Margaret Naumburg (May 14, 1890 – February 26, 1983) was an American psychologist, educator, artist, author and among the first major theoreticians of art therapy. She named her approach dynamically oriented art therapy. Prior to working in art therapy, she founded the Walden School of New York City.

Life and work 
Naumburg finished undergraduate studies at Vassar and Barnard colleges in New York.

She did graduate work at Columbia University with John Dewey in education and at the London School of Economics and Oxford. While in Italy she studied child education with Maria Montessori.
In 1914 Naumburg opened the first Montessori school in the United States. She opened "Children's School" which was later renamed Walden School in 1915 in New York City. It began with two teachers and ten students focusing on letting children develop their own interests and ideas. Naumburg believed children would not only learn knowledge, but learn how to use knowledge to their advantage. She believed understanding yourself was so important that she encouraged her staff at the school to undergo psychoanalysis.
Up to the present time, education has missed the real significance of the child's behavior by treating surface actions as isolated conditions. Having failed to recognize the true sources of behavior, it has been unable effectively to correct and guide the impulses of human growth.... The new advances in psychology, however, provide a key to the real understanding of what makes a child tick. Many notable individuals taught at the Walden School including Lewis Mumford, Hendrik van Loon, her sister Florence Cane, and Ernest Bloch.

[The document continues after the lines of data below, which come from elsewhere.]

use std::collections::BTreeMap;

use orglens_core::RawRecord;

use crate::config::ColumnMapping;
use crate::error::EngineError;

/// Load CSV snapshot rows into raw records, applying the column mapping.
/// Unknown columns are retained verbatim in `fields`.
pub fn load_csv_records(
    source_name: &str,
    csv_data: &str,
    columns: &ColumnMapping,
) -> Result<Vec<RawRecord>, EngineError> {
    let mut reader = csv::ReaderBuilder::new()
        .has_headers(true)
        .from_reader(csv_data.as_bytes());

    let headers: Vec<String> = reader
        .headers()
        .map_err(|e| EngineError::Io(e.to_string()))?
        .iter()
        .map(|h| h.to_string())
        .collect();

    let idx = |name: &str| -> Result<usize, EngineError> {
        headers.iter().position(|h| h == name).ok_or_else(|| EngineError::MissingColumn {
            source: source_name.into(),
            column: name.into(),
        })
    };
    let optional_idx = |name: &Option<String>| -> Result<Option<usize>, EngineError> {
        match name {
            Some(column) => Ok(Some(idx(column)?)),
            None => Ok(None),
        }
    };

    let id_idx = idx(&columns.id)?;
    let name_idx = idx(&columns.name)?;
    let title_idx = optional_idx(&columns.title)?;
    let department_idx = optional_idx(&columns.department)?;
    let level_idx = optional_idx(&columns.level)?;
    let reports_to_idx = optional_idx(&columns.reports_to)?;

    let cell = |record: &csv::StringRecord, i: Option<usize>| -> Option<String> {
        i.and_then(|i| record.get(i))
            .map(str::trim)
            .filter(|v| !v.is_empty())
            .map(String::from)
    };

    let mut records = Vec::new();
    for record in reader.records() {
        let record = record.map_err(|e| EngineError::Io(e.to_string()))?;

        let mut fields = BTreeMap::new();
        for (i, h) in headers.iter().enumerate() {
            if let Some(value) = record.get(i) {
                fields.insert(h.clone(), value.to_string());
            }
        }

        records.push(RawRecord {
            id: cell(&record, Some(id_idx)),
            name: cell(&record, Some(name_idx)),
            title: cell(&record, title_idx),
            department: cell(&record, department_idx),
            level: cell(&record, level_idx),
            reports_to: cell(&record, reports_to_idx),
            fields,
        });
    }

    Ok(records)
}

/// Load a JSON snapshot: a top-level array of objects. The well-known keys
/// (`id`, `name`, `title`, `department`, `level`, `reports_to`) map onto the
/// raw record; everything else lands in `fields`.
pub fn load_json_records(source_name: &str, json_data: &str) -> Result<Vec<RawRecord>, EngineError> {
    let parsed: serde_json::Value = serde_json::from_str(json_data)
        .map_err(|e| EngineError::Io(format!("source '{source_name}': {e}")))?;

    let items = parsed.as_array().ok_or_else(|| {
        EngineError::Io(format!("source '{source_name}': expected a top-level JSON array"))
    })?;

    let mut records = Vec::with_capacity(items.len());
    for item in items {
        let object = item.as_object().ok_or_else(|| {
            EngineError::Io(format!("source '{source_name}': expected an array of objects"))
        })?;

        let mut raw = RawRecord::default();
        for (key, value) in object {
            let text = scalar_to_string(value);
            match key.as_str() {
                "id" => raw.id = text,
                "name" => raw.name = text,
                "title" => raw.title = text,
                "department" => raw.department = text,
                "level" => raw.level = text,
                "reports_to" => raw.reports_to = text,
                _ => {
                    if let Some(text) = text {
                        raw.fields.insert(key.clone(), text);
                    }
                }
            }
        }
        records.push(raw);
    }

    Ok(records)
}

fn scalar_to_string(value: &serde_json::Value) -> Option<String> {
    match value {
        serde_json::Value::String(s) if !s.trim().is_empty() => Some(s.trim().to_string()),
        serde_json::Value::Number(n) => Some(n.to_string()),
        serde_json::Value::Bool(b) => Some(b.to_string()),
        _ => None,
    }
}

#[cfg(test)]
mod tests {
    use super::*;

    fn mapping() -> ColumnMapping {
        ColumnMapping {
            id: "agent_id".into(),
            name: "full_name".into(),
            title: Some("rank_title".into()),
            department: None,
            level: Some("rank_level".into()),
            reports_to: Some("upline_id".into()),
        }
    }

    #[test]
    fn load_csv_basic() {
        let csv = "\
agent_id,full_name,rank_title,rank_level,upline_id,region
L1,Sarah Johnson,Master Agent,1,,West
L2,Robert Chen,Senior Distributor,2,L1,East
";
        let records = load_csv_records("ladder", csv, &mapping()).unwrap();
        assert_eq!(records.len(), 2);
        assert_eq!(records[0].id.as_deref(), Some("L1"));
        assert_eq!(records[0].level.as_deref(), Some("1"));
        assert_eq!(records[0].reports_to, None);
        assert_eq!(records[1].reports_to.as_deref(), Some("L1"));
        // Unknown columns survive in fields.
        assert_eq!(records[0].fields["region"], "West");
    }

    #[test]
    fn load_csv_missing_column() {
        let csv = "agent_id,rank_title\nL1,Master Agent\n";
        let err = load_csv_records("ladder", csv, &mapping()).unwrap_err();
        assert!(matches!(err, EngineError::MissingColumn { .. }));
        assert!(err.to_string().contains("full_name"));
    }

    #[test]
    fn load_json_basic() {
        let json = r#"[
            {"id": "E100", "name": "Sarah Johnson", "title": "Chief Executive Officer",
             "reports_to": null, "office": "HQ"},
            {"id": "E101", "name": "Robert Chen", "title": "VP Sales",
             "department": "Sales", "reports_to": "E100"}
        ]"#;
        let records = load_json_records("orgchart", json).unwrap();
        assert_eq!(records.len(), 2);
        assert_eq!(records[0].reports_to, None);
        assert_eq!(records[0].fields["office"], "HQ");
        assert_eq!(records[1].department.as_deref(), Some("Sales"));
        assert_eq!(records[1].reports_to.as_deref(), Some("E100"));
    }

    #[test]
    fn load_json_numeric_level() {
        let json = r#"[{"id": "L1", "name": "Sarah Johnson", "level": 1}]"#;
        let records = load_json_records("ladder", json).unwrap();
        assert_eq!(records[0].level.as_deref(), Some("1"));
    }

    #[test]
    fn load_json_rejects_non_array() {
        let err = load_json_records("orgchart", r#"{"id": "E1"}"#).unwrap_err();
        assert!(err.to_string().contains("array"));
    }
}
//! CLI exit code registry.
//!
//! Exit codes are part of the shell contract; scripts rely on them.
//!
//! | Code | Meaning                                        |
//! |------|------------------------------------------------|
//! | 0    | Success                                        |
//! | 1    | General error (unspecified)                    |
//! | 2    | Usage error (bad arguments)                    |
//! | 3    | Invalid config (parse or validation)           |
//! | 4    | Runtime error (IO, snapshot load, engine)      |
//! | 5    | Cycle exceeded its budget or was cancelled     |
//! | 6    | Unknown view name                              |

use orglens_engine::EngineError;

/// Success - command completed without errors.
pub const EXIT_SUCCESS: u8 = 0;

/// General error - unspecified failure.
pub const EXIT_ERROR: u8 = 1;

/// Usage error - bad arguments, missing required options.
pub const EXIT_USAGE: u8 = 2;

/// Config failed to parse or validate.
pub const EXIT_INVALID_CONFIG: u8 = 3;

/// Runtime failure: unreadable files, malformed snapshots, engine errors.
pub const EXIT_RUNTIME: u8 = 4;

/// The cycle ran out of budget or was cancelled; nothing was published.
pub const EXIT_TIMEOUT: u8 = 5;

/// Unrecognized view name.
pub const EXIT_UNKNOWN_VIEW: u8 = 6;

/// Map an engine error to its exit code.
pub fn engine_exit_code(err: &EngineError) -> u8 {
    match err {
        EngineError::ConfigParse(_) | EngineError::ConfigValidation(_) => EXIT_INVALID_CONFIG,
        EngineError::Timeout { .. } | EngineError::Cancelled => EXIT_TIMEOUT,
        EngineError::UnknownView(_) => EXIT_UNKNOWN_VIEW,
        EngineError::MissingColumn { .. } | EngineError::Io(_) => EXIT_RUNTIME,
        EngineError::Validation { .. } | EngineError::DuplicateIdentity { .. } => EXIT_RUNTIME,
    }
}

Naumburg married writer Waldo Frank in 1916, with whom she had a son, Thomas, in 1922. They divorced in 1924. She started writing shortly after and published her first book in 1928.

Margaret Naumburg is attributed as introducing art as a therapeutic modality in the 1940s.< Between 1941–47 Naumburg worked at NY State Psychiatric Institute with adults and children and later published a series of case studies where she used art for diagnosis and therapy in the institution. However she was not alone in this endeavor. She was unique in using it as a primary agent rather than an auxiliary tool. She called her approach Dynamically Oriented Art Therapy based primarily on Freudian theory.The dynamic oriented approach was her main contribution to the art therapy community. This approach promotes " the release of spontaneous imagery" from the client through the symbols drawn and free association of the artworks. Naumburg viewed Art Therapy as a distinctive form of psychotherapy. She was also sympathetic to Jungian notions of universal symbolism and Harry Stack Sullivan's ideas about interpersonal psychiatry. Building off the work of Freud and Jung, Naumburg explored the inner personal meaning of symbols. Naumburg insisted the only valid interpretation of anyone's art came from the creator. She was skeptical about simple or rigid approaches to symbolic meaning consistent with Freud's teaching about dream analysis.
Naumburg wrote "when art teachings are routine it discourages efforts at spontaneous and creative expression forcing pupils" (Naumburg, 1973, p. 137) to recreate what they already know is good.

Naumburg's directive of choice was scribble drawing. Naumburg used large sheets of paper and allowed the patient to move their chosen material, paint or chalk pastel, around the page until satisfied but asked that the material not be lifted from the page from start to finish. After the drawing is created the drawer is then allowed to look at the artwork and try to create another form from the scribble. The client is encouraged to move the page around until an image is found. Once an image is seen in the scribble drawing, or painting, they are asked to color it in. At this point if the client wants to talk about the artwork while creating, they are encouraged to do so. This technique can also be done with the eyes closed. Closing the eyes encourages the creator to become less inhibited to force a form from the free flowing lines. Another way of using this technique is to use the nondominant hand. This forces the creator to use another part of the brain hopefully releasing the unconscious mind to form the symbolic imagery needed to gain access to more insight of the self. Scribble drawing was developed by her sister Florence Cane. She used this technique believing it helped release unconscious imagery.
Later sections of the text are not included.